The Trap of Overtraining
Training = Good, so more training = Better? Not always. Know when to spot the signs that you’re overdoing it
Elites and age-groupers walk a fine line between optimum performance and overtraining, with symptoms including altered mood, sore muscles, disrupted sleep and an increased sense of effort during exercise. But are there any biological measurements – oxidative stress, variability in heart rate, lactate measurements – that you can monitor to prevent you from overstepping the mark in the first place?

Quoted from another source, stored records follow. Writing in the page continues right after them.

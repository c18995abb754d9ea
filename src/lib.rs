// SPDX-License-Identifier: MIT

//! Distributed arithmetic expression evaluator
//!
//! Expressions are parsed into trees, split into dependent binary-operation
//! tasks and handed out to polling workers until the root task resolves.

pub mod calc;
pub mod orchestrator;
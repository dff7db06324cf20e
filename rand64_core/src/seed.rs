// Copyright 2024 The rand64 project developers.
//
// Licensed under the Apache License, Version 2.0 <LICENSE-APACHE or
// https://www.apache.org/licenses/LICENSE-2.0> or the MIT license
// <LICENSE-MIT or https://opensource.org/licenses/MIT>, at your
// option. This file may not be copied, modified, or distributed
// except according to those terms.

//! Seed expansion for generators with multi-word state.
//!
//! Generators of the xorshift family must be seeded so that their state is
//! not everywhere zero. Both functions here guarantee that: the scalar form
//! expands the seed through [`SplitMix64`], whose avalanche mixing never
//! yields a full-length run of zero words in practice, and a zero scalar
//! seed is remapped to [`DEFAULT_SEED`] first.
//!
//! The same input always produces a bit-identical fill, so seeds can be
//! stored and replayed for reproducible runs.

use crate::{SplitMix64, Source64};

/// Replacement seed used by the scalar form when the given seed is 0.
pub const DEFAULT_SEED: u64 = 89482311;

/// Fill `state` with successive outputs of a [`SplitMix64`] seeded with
/// `seed`.
///
/// A zero `seed` is remapped to [`DEFAULT_SEED`].
pub fn seed_slice(state: &mut [u64], seed: u64) {
    let seed = if seed == 0 { DEFAULT_SEED } else { seed };
    let mut rng = SplitMix64::new(seed);
    for word in state.iter_mut() {
        *word = rng.next_u64();
    }
}

/// Fill `state` with words copied verbatim from `key`, in order.
///
/// If `key` is shorter than `state`, the remainder is completed with the
/// scalar form seeded from the last copied word (or 0, remapped to
/// [`DEFAULT_SEED`], if `key` is empty). If `key` is longer, the excess
/// words are ignored.
pub fn seed_from_slice(state: &mut [u64], key: &[u64]) {
    let n = key.len().min(state.len());
    state[..n].copy_from_slice(&key[..n]);
    if n < state.len() {
        let last = if n == 0 { 0 } else { key[n - 1] };
        seed_slice(&mut state[n..], last);
    }
}
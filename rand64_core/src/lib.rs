// Copyright 2024 The rand64 project developers.
//
// Licensed under the Apache License, Version 2.0 <LICENSE-APACHE or
// https://www.apache.org/licenses/LICENSE-2.0> or the MIT license
// <LICENSE-MIT or https://opensource.org/licenses/MIT>, at your
// option. This file may not be copied, modified, or distributed
// except according to those terms.

//! Core traits for 64-bit pseudo-random number generators
//!
//! This crate is mainly of interest to crates publishing implementations of
//! [`Source64`]. Other users are encouraged to use the `rand64` crate, which
//! re-exports the main traits and wraps any source in a sampling layer.
//!
//! [`Source64`] is the core trait implemented by algorithmic pseudo-random
//! number generators and external random-number sources. [`Seedable64`] and
//! [`SliceSeedable64`] are extension traits for in-place deterministic
//! seeding.
//!
//! The [`seed`] module holds the seed-expansion utility used by generators
//! whose state is larger than one word, and the [`impls`] module a few small
//! functions to assist implementation of `Source64`.
//!
//! The [`mock`] module includes a mock `Source64` implementation, only useful
//! for testing.

#![doc(html_root_url = "https://docs.rs/rand64_core/0.1.0")]
#![deny(missing_docs)]
#![deny(missing_debug_implementations)]
#![no_std]

pub mod impls;
pub mod mock;
pub mod seed;
mod splitmix64;

pub use crate::splitmix64::SplitMix64;

/// A source of uniformly-distributed pseudo-random `u64` values in the range
/// `[0, 2^64)`.
///
/// There are two classes of sources: *algorithmic* generators, also called
/// PRNGs (pseudo-random number generators), and *external* sources such as a
/// wrapped entropy stream.
///
/// PRNGs are expected to be reproducible: seeding a fixed algorithm with a
/// fixed value and calling any sequence of this trait's methods must produce
/// the same sequence of values on every platform. All default implementations
/// use little-endian order when splitting words into bytes.
///
/// None of the generators in this workspace is cryptographically secure:
/// their output is statistically strong but predictable by an adversary who
/// observes enough of it.
pub trait Source64 {
    /// Return the next random `u64`.
    ///
    /// This method is infallible and mutates the generator state in place.
    fn next_u64(&mut self) -> u64;

    /// Fill `dest` entirely with random data.
    ///
    /// Implementations should use [`impls::fill_bytes_via_next`], which
    /// consumes a whole number of `u64` values and splits them in
    /// little-endian order; any change affecting reproducibility of output
    /// must be considered a breaking change.
    fn fill_bytes(&mut self, dest: &mut [u8]);

    /// Return a non-negative random 63-bit integer as an `i64`.
    ///
    /// This is the interoperability contract required to substitute a
    /// `Source64` for a host framework's uniform signed-integer facility: the
    /// value is the upper 63 bits of [`next_u64`](Source64::next_u64).
    fn int63(&mut self) -> i64 {
        (self.next_u64() >> 1) as i64
    }
}

/// A source that can be re-seeded in place from a single `u64`.
///
/// Seeding always succeeds and leaves the generator ready for output.
/// Algorithms for which an all-zero state is degenerate (the xorshift family)
/// remap a zero seed to a documented non-zero default rather than reporting
/// an error.
pub trait Seedable64: Source64 {
    /// Use `seed` to initialize the generator to a deterministic state.
    fn seed(&mut self, seed: u64);
}

/// A source that can be re-seeded from a slice of `u64` words.
///
/// This is only implemented by algorithms with a defined slice-seeding rule:
/// the xorshift family (via [`seed::seed_from_slice`]) and MT19937-64 (via
/// its `init_by_array` construction). A slice shorter than the state is
/// completed deterministically; see the implementors for the exact rule.
pub trait SliceSeedable64: Seedable64 {
    /// Use the words of `key` to initialize the generator to a deterministic
    /// state.
    fn seed_from_slice(&mut self, key: &[u64]);
}

impl<'a, R: Source64 + ?Sized> Source64 for &'a mut R {
    #[inline]
    fn next_u64(&mut self) -> u64 {
        (**self).next_u64()
    }

    #[inline]
    fn fill_bytes(&mut self, dest: &mut [u8]) {
        (**self).fill_bytes(dest)
    }
}

impl<'a, R: Seedable64 + ?Sized> Seedable64 for &'a mut R {
    #[inline]
    fn seed(&mut self, seed: u64) {
        (**self).seed(seed)
    }
}

impl<'a, R: SliceSeedable64 + ?Sized> SliceSeedable64 for &'a mut R {
    #[inline]
    fn seed_from_slice(&mut self, key: &[u64]) {
        (**self).seed_from_slice(key)
    }
}
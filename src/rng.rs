// Copyright 2024 The rand64 project developers.
//
// Licensed under the Apache License, Version 2.0 <LICENSE-APACHE or
// https://www.apache.org/licenses/LICENSE-2.0> or the MIT license
// <LICENSE-MIT or https://opensource.org/licenses/MIT>, at your
// option. This file may not be copied, modified, or distributed
// except according to those terms.

//! A sampling layer deriving bounded values from any 64-bit source.

use rand64_core::{Seedable64, SliceSeedable64, Source64};

/// A `Rand64` derives uniformly distributed bounded integers, floats in
/// [0, 1) and permutations from the raw output of any [`Source64`].
///
/// Bounded integers use rejection sampling: draws above the largest
/// multiple of the bound are discarded, so `uint64n(n)` is exactly uniform
/// rather than carrying the modulo bias of a naive `raw % n`. Power-of-two
/// bounds are served by a single masked draw.
///
/// The sampler owns its source; wrap a `&mut` borrow of a generator to
/// keep using it directly afterwards.
///
/// # Example
///
/// ```rust
/// use rand64::{Rand64, Xoshiro256StarStar};
///
/// let mut rng = Rand64::new(Xoshiro256StarStar::new(42));
/// let die = rng.uint64n(6) + 1;
/// assert!((1..=6).contains(&die));
/// ```
#[derive(Debug)]
pub struct Rand64<R: Source64> {
    src: R,
}

impl<R: Source64> Rand64<R> {
    /// Create a new `Rand64` drawing from `src`.
    pub fn new(src: R) -> Rand64<R> {
        Rand64 { src }
    }

    /// Unwrap the sampler, returning the underlying source.
    pub fn into_inner(self) -> R {
        self.src
    }

    /// Return a pseudo-random value over the whole `u64` range.
    #[inline]
    pub fn uint64(&mut self) -> u64 {
        self.src.next_u64()
    }

    /// Return a pseudo-random `u32`, taken from the upper half of a raw
    /// draw, where even the weakest generators are well distributed.
    #[inline]
    pub fn uint32(&mut self) -> u32 {
        (self.src.next_u64() >> 32) as u32
    }

    /// Return a non-negative pseudo-random 63-bit integer as an `i64`.
    #[inline]
    pub fn int63(&mut self) -> i64 {
        self.src.int63()
    }

    /// Return a pseudo-random number in `[0, n)` as a `u64`.
    ///
    /// For n = 0 the bound degenerates to a full-range mask and any value
    /// may be returned.
    pub fn uint64n(&mut self, n: u64) -> u64 {
        if n & n.wrapping_sub(1) == 0 {
            // n is a power of two, can mask
            return self.uint64() & n.wrapping_sub(1);
        }
        // Largest multiple of n that fits, minus one. Derived as
        // u64::MAX - u64::MAX % n rewritten to avoid computing 2^64.
        let max = u64::MAX - ((u64::MAX % n) + 1) % n;
        let mut v = self.uint64();
        while v > max {
            v = self.uint64();
        }
        v % n
    }

    /// Return a pseudo-random number in `[0, n)` as a `u32`.
    pub fn uint32n(&mut self, n: u32) -> u32 {
        if n & n.wrapping_sub(1) == 0 {
            return self.uint32() & n.wrapping_sub(1);
        }
        let max = (u32::MAX as u64 - (1 << 32) % n as u64) as u32;
        let mut v = self.uint32();
        while v > max {
            v = self.uint32();
        }
        v % n
    }

    /// Return a pseudo-random number in `[0, n)`, dispatching on the size
    /// of `n` to consume as little raw output as possible.
    pub fn uintn(&mut self, n: u64) -> u64 {
        if n <= u32::MAX as u64 {
            self.uint32n(n as u32) as u64
        } else {
            self.uint64n(n)
        }
    }

    /// Return a pseudo-random `f64` in `[0.0, 1.0)`.
    pub fn float64(&mut self) -> f64 {
        // 1<<53 is the largest power of two for which
        // (2^n - 1) / 2^n rounds to a value below 1.0.
        self.uint64n(1 << 53) as f64 / (1u64 << 53) as f64
    }

    /// Return a pseudo-random `f32` in `[0.0, 1.0)`.
    pub fn float32(&mut self) -> f32 {
        // Same rationale as in float64, with the f32 mantissa width.
        self.uint64n(1 << 24) as f32 / (1u32 << 24) as f32
    }

    /// Return a pseudo-random permutation of the integers `[0, n)`.
    ///
    /// Every permutation is equally likely given an unbiased source.
    pub fn uperm(&mut self, n: usize) -> Vec<usize> {
        let mut m = vec![0; n];
        for i in 0..n {
            let j = self.uintn(i as u64 + 1) as usize;
            m[i] = m[j];
            m[j] = i;
        }
        m
    }

    /// Fill `dest` with pseudo-random words.
    pub fn fill_u64(&mut self, dest: &mut [u64]) {
        for word in dest.iter_mut() {
            *word = self.uint64();
        }
    }

    /// Return a `Vec` of `n` pseudo-random words.
    ///
    /// Handy for producing seed material for other generators, e.g. an
    /// argument to [`SliceSeedable64::seed_from_slice`].
    pub fn bulk_u64(&mut self, n: usize) -> Vec<u64> {
        let mut buf = vec![0; n];
        self.fill_u64(&mut buf);
        buf
    }

    /// Fill `dest` with pseudo-random bytes, splitting words in
    /// little-endian order.
    pub fn fill_bytes(&mut self, dest: &mut [u8]) {
        self.src.fill_bytes(dest);
    }
}

impl<R: Seedable64> Rand64<R> {
    /// Re-seed the underlying source.
    pub fn seed(&mut self, seed: u64) {
        self.src.seed(seed);
    }
}

impl<R: SliceSeedable64> Rand64<R> {
    /// Re-seed the underlying source from a slice of words.
    pub fn seed_from_slice(&mut self, key: &[u64]) {
        self.src.seed_from_slice(key);
    }
}
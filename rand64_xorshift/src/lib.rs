// Copyright 2024 The rand64 project developers.
//
// Licensed under the Apache License, Version 2.0 <LICENSE-APACHE or
// https://www.apache.org/licenses/LICENSE-2.0> or the MIT license
// <LICENSE-MIT or https://opensource.org/licenses/MIT>, at your
// option. This file may not be copied, modified, or distributed
// except according to those terms.

//! This crate implements scrambled xorshift pseudo-random number generators
//! designed by George Marsaglia and Sebastiano Vigna. Two of them pass the
//! BigCrush battery of the TestU01 suite without systematic errors. They have
//! been superseded by the xoroshiro/xoshiro family, but remain useful where
//! bit-compatibility with existing xorshift streams is required.
//!
//! The following generators are implemented:
//!
//! - [`XorShift64Star`]: 64 bits of state, period 2^64-1. A good generator
//!   if you are short on memory.
//! - [`XorShift128Plus`]: 128 bits of state, period 2^128-1. The fastest of
//!   the series, acceptable only for applications with a very mild amount of
//!   parallelism.
//! - [`XorShift1024Star`]: 1024 bits of state, period 2^1024-1. A fast,
//!   top-quality generator when 128 bits of state are not enough.
//!
//! The lowest bits of the `+` and `*` outputs are LFSRs and slightly less
//! random than the other bits; extract boolean values with a sign test
//! rather than from bit 0.
//!
//! All three generators are seeded through the seed-expansion utility in
//! [`rand64_core::seed`]; an all-zero state is impossible, and a zero scalar
//! seed is remapped to a fixed non-zero default.
//!
//! They are not cryptographically secure.

#![doc(html_root_url = "https://docs.rs/rand64_xorshift/0.1.0")]
#![deny(missing_docs)]
#![deny(missing_debug_implementations)]
#![no_std]

mod xorshift1024star;
mod xorshift128plus;
mod xorshift64star;

pub use rand64_core;

pub use crate::xorshift1024star::XorShift1024Star;
pub use crate::xorshift128plus::XorShift128Plus;
pub use crate::xorshift64star::XorShift64Star;
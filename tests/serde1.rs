// Copyright 2024 The rand64 project developers.
//
// Licensed under the Apache License, Version 2.0 <LICENSE-APACHE or
// https://www.apache.org/licenses/LICENSE-2.0> or the MIT license
// <LICENSE-MIT or https://opensource.org/licenses/MIT>, at your
// option. This file may not be copied, modified, or distributed
// except according to those terms.

#![cfg(feature = "serde1")]

//! Serialization round trips through the facade crate's re-exports.

use rand64::{Mt64, Pcg64, Source64, SplitMix64, XorShift1024Star, Xoshiro256StarStar};

fn roundtrip<R>(mut rng: R)
where
    R: Source64 + serde::Serialize + serde::de::DeserializeOwned,
{
    rng.next_u64();
    let buf = bincode::serialize(&rng).expect("Could not serialize");
    let mut restored: R = bincode::deserialize(&buf).expect("Could not deserialize");
    for _ in 0..16 {
        assert_eq!(rng.next_u64(), restored.next_u64());
    }
}

#[test]
fn state_survives_serialization() {
    roundtrip(SplitMix64::new(1));
    roundtrip(XorShift1024Star::new(2));
    roundtrip(Xoshiro256StarStar::new(3));
    roundtrip(Mt64::new(4));
    roundtrip(Pcg64::new(5));
}
// Copyright 2024 The rand64 project developers.
//
// Licensed under the Apache License, Version 2.0 <LICENSE-APACHE or
// https://www.apache.org/licenses/LICENSE-2.0> or the MIT license
// <LICENSE-MIT or https://opensource.org/licenses/MIT>, at your
// option. This file may not be copied, modified, or distributed
// except according to those terms.

//! This crate implements the xoroshiro128 and xoshiro256 families of
//! pseudorandom number generators designed by David Blackman and Sebastiano
//! Vigna. They feature high performance and a small state and supersede the
//! previous xorshift-based generators. However, they are not
//! cryptographically secure and their output can be predicted by observing
//! a few samples.
//!
//! The following generators are implemented:
//!
//! - [`Xoshiro256StarStar`]: Recommended for all purposes. Excellent speed
//!   and a state space (256 bits) large enough for any parallel application.
//! - [`Xoshiro256Plus`]: Recommended for generating 64-bit floating-point
//!   numbers. Slightly faster than `Xoshiro256StarStar`, but has a low
//!   linear complexity in the lowest bits (which are discarded when
//!   generating floats), making it fail linearity tests.
//! - [`Xoroshiro128StarStar`]: An alternative to `Xoshiro256StarStar` using
//!   half the state. Only suited for low-scale parallel applications.
//! - [`Xoroshiro128Plus`]: An alternative to `Xoshiro256Plus` using half the
//!   state. Only suited for low-scale parallel applications.
//!
//! These generators take their whole seed from SplitMix64 output: a scalar
//! seed is expanded into exactly as many words as the state holds, and no
//! slice-seeding form is offered.

#![doc(html_root_url = "https://docs.rs/rand64_xoshiro/0.1.0")]
#![deny(missing_docs)]
#![deny(missing_debug_implementations)]
#![no_std]

#[macro_use]
mod common;
mod xoroshiro128plus;
mod xoroshiro128starstar;
mod xoshiro256plus;
mod xoshiro256starstar;

pub use rand64_core;

pub use crate::xoroshiro128plus::Xoroshiro128Plus;
pub use crate::xoroshiro128starstar::Xoroshiro128StarStar;
pub use crate::xoshiro256plus::Xoshiro256Plus;
pub use crate::xoshiro256starstar::Xoshiro256StarStar;
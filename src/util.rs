// Copyright 2024 The rand64 project developers.
//
// Licensed under the Apache License, Version 2.0 <LICENSE-APACHE or
// https://www.apache.org/licenses/LICENSE-2.0> or the MIT license
// <LICENSE-MIT or https://opensource.org/licenses/MIT>, at your
// option. This file may not be copied, modified, or distributed
// except according to those terms.

//! Seed material from the OS entropy source.

/// Fill a `Vec` of `n` words with random data from the OS entropy source.
///
/// The returned slice is suitable as an argument to
/// [`SliceSeedable64::seed_from_slice`], for example to give each worker
/// thread an independently seeded generator.
///
/// [`SliceSeedable64::seed_from_slice`]: rand64_core::SliceSeedable64::seed_from_slice
pub fn generate_seed(n: usize) -> Result<Vec<u64>, getrandom::Error> {
    let mut buf = vec![0u8; n * 8];
    getrandom::getrandom(&mut buf)?;

    let mut out = Vec::with_capacity(n);
    for chunk in buf.chunks_exact(8) {
        let mut word = [0u8; 8];
        word.copy_from_slice(chunk);
        out.push(u64::from_le_bytes(word));
    }
    Ok(out)
}

#[cfg(test)]
mod test {
    use super::generate_seed;

    #[test]
    fn generate_seed_len() {
        let seed = generate_seed(16).unwrap();
        assert_eq!(seed.len(), 16);
        // Sixteen words from the OS are never all zero.
        assert!(seed.iter().any(|&w| w != 0));
    }

    #[test]
    fn generate_seed_empty() {
        assert!(generate_seed(0).unwrap().is_empty());
    }
}
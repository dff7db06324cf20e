// Copyright 2024 The rand64 project developers.
//
// Licensed under the Apache License, Version 2.0 <LICENSE-APACHE or
// https://www.apache.org/licenses/LICENSE-2.0> or the MIT license
// <LICENSE-MIT or https://opensource.org/licenses/MIT>, at your
// option. This file may not be copied, modified, or distributed
// except according to those terms.

#[cfg(feature = "serde1")]
use serde::{Deserialize, Serialize};

use rand64_core::{impls, Seedable64, Source64, SplitMix64};

/// A xoshiro256** random number generator.
///
/// The xoshiro256** algorithm is not suitable for cryptographic purposes,
/// but is very fast and has excellent statistical properties. It is the
/// all-purpose, rock-solid generator of the family, with a state (256 bits)
/// large enough for any parallel application.
///
/// The algorithm used here is translated from [the `xoshiro256starstar.c`
/// reference source code](https://prng.di.unimi.it/xoshiro256starstar.c) by
/// David Blackman and Sebastiano Vigna.
#[allow(missing_copy_implementations)]
#[derive(Debug, Clone, PartialEq, Eq)]
#[cfg_attr(feature = "serde1", derive(Serialize, Deserialize))]
pub struct Xoshiro256StarStar {
    s: [u64; 4],
}

impl Xoshiro256StarStar {
    /// Create a new `Xoshiro256StarStar` seeded with `seed`.
    ///
    /// The four state words are drawn from a [`SplitMix64`] seeded with
    /// `seed`; any scalar, including 0, yields a valid state.
    pub fn new(seed: u64) -> Xoshiro256StarStar {
        let mut rng = Xoshiro256StarStar { s: [0; 4] };
        rng.seed(seed);
        rng
    }

    /// Jump forward, equivalently to 2^128 calls to `next_u64()`.
    ///
    /// This can be used to generate 2^128 non-overlapping subsequences for
    /// parallel computations.
    pub fn jump(&mut self) {
        impl_jump!(self, [
            0x180ec6d33cfd0aba, 0xd5a61266f0c9392c,
            0xa9582618e03fc9aa, 0x39abdc4529b1661c,
        ]);
    }

    /// Jump forward, equivalently to 2^192 calls to `next_u64()`.
    pub fn long_jump(&mut self) {
        impl_jump!(self, [
            0x76e15d3efefdcbbf, 0xc5004e441c522fb3,
            0x77710069854ee241, 0x39109bb02acbe635,
        ]);
    }
}

impl Source64 for Xoshiro256StarStar {
    #[inline]
    fn next_u64(&mut self) -> u64 {
        let r = starstar_u64!(self.s[1]);
        impl_xoshiro_u64!(self);
        r
    }

    #[inline]
    fn fill_bytes(&mut self, dest: &mut [u8]) {
        impls::fill_bytes_via_next(self, dest);
    }
}

impl Seedable64 for Xoshiro256StarStar {
    fn seed(&mut self, seed: u64) {
        let mut sm = SplitMix64::new(seed);
        for word in self.s.iter_mut() {
            *word = sm.next_u64();
        }
    }
}
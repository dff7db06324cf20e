// Copyright 2024 The rand64 project developers.
//
// Licensed under the Apache License, Version 2.0 <LICENSE-APACHE or
// https://www.apache.org/licenses/LICENSE-2.0> or the MIT license
// <LICENSE-MIT or https://opensource.org/licenses/MIT>, at your
// option. This file may not be copied, modified, or distributed
// except according to those terms.

#[cfg(feature = "serde1")]
use serde::{Deserialize, Serialize};

use rand64_core::{impls, Seedable64, Source64, SplitMix64};

/// A xoshiro256+ random number generator.
///
/// The xoshiro256+ algorithm is not suitable for cryptographic purposes, but
/// is very fast and has good statistical properties, besides a low linear
/// complexity in the lowest three bits. It is the fastest member of the
/// family for floating-point generation, which uses only the upper bits.
///
/// The algorithm used here is translated from [the `xoshiro256plus.c`
/// reference source code](https://prng.di.unimi.it/xoshiro256plus.c) by
/// David Blackman and Sebastiano Vigna.
#[allow(missing_copy_implementations)]
#[derive(Debug, Clone, PartialEq, Eq)]
#[cfg_attr(feature = "serde1", derive(Serialize, Deserialize))]
pub struct Xoshiro256Plus {
    s: [u64; 4],
}

impl Xoshiro256Plus {
    /// Create a new `Xoshiro256Plus` seeded with `seed`.
    ///
    /// The four state words are drawn from a [`SplitMix64`] seeded with
    /// `seed`; any scalar, including 0, yields a valid state.
    pub fn new(seed: u64) -> Xoshiro256Plus {
        let mut rng = Xoshiro256Plus { s: [0; 4] };
        rng.seed(seed);
        rng
    }

    /// Jump forward, equivalently to 2^128 calls to `next_u64()`.
    ///
    /// This can be used to generate 2^128 non-overlapping subsequences for
    /// parallel computations.
    pub fn jump(&mut self) {
        impl_jump!(self, [
            0x180ec6d33cfd0aba, 0xd5a61266f0c9392c,
            0xa9582618e03fc9aa, 0x39abdc4529b1661c,
        ]);
    }

    /// Jump forward, equivalently to 2^192 calls to `next_u64()`.
    ///
    /// This can be used to generate 2^64 starting points, from each of which
    /// `jump()` will generate 2^64 non-overlapping subsequences for parallel
    /// distributed computations.
    pub fn long_jump(&mut self) {
        impl_jump!(self, [
            0x76e15d3efefdcbbf, 0xc5004e441c522fb3,
            0x77710069854ee241, 0x39109bb02acbe635,
        ]);
    }
}

impl Source64 for Xoshiro256Plus {
    #[inline]
    fn next_u64(&mut self) -> u64 {
        let r = self.s[0].wrapping_add(self.s[3]);
        impl_xoshiro_u64!(self);
        r
    }

    #[inline]
    fn fill_bytes(&mut self, dest: &mut [u8]) {
        impls::fill_bytes_via_next(self, dest);
    }
}

impl Seedable64 for Xoshiro256Plus {
    fn seed(&mut self, seed: u64) {
        let mut sm = SplitMix64::new(seed);
        for word in self.s.iter_mut() {
            *word = sm.next_u64();
        }
    }
}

“Unfortunately, a gold-standard marker of overtraining doesn’t exist,” says Gatorade’s Dr James Carter. “And many such markers require invasive techniques, sophisticated equipment and/or skilled interpretation, all of which count against them being used by the athlete on a day-to-day basis.”
The complexity of identifying a single overtraining marker was highlighted in a recent review by the American College of Sports Medicine, led by Belgium’s Romain Meeusen. Their exhaustive assessment of global research on the topic focused on several elements: heart rate (sub-maximal, maximal and heart-rate variability), biochemistry (glutamine, lactate…), psychology (mood states and psychometric tests), performance tests, hormones (cortisol, growth hormone) and immune function.
They concluded that “the mechanism of overtraining is difficult to examine in detail because stress caused by excessive training load, in combination with other stressors, might trigger defence mechanisms such as the immunological, neuroendocrine and other physiological systems that all interact.”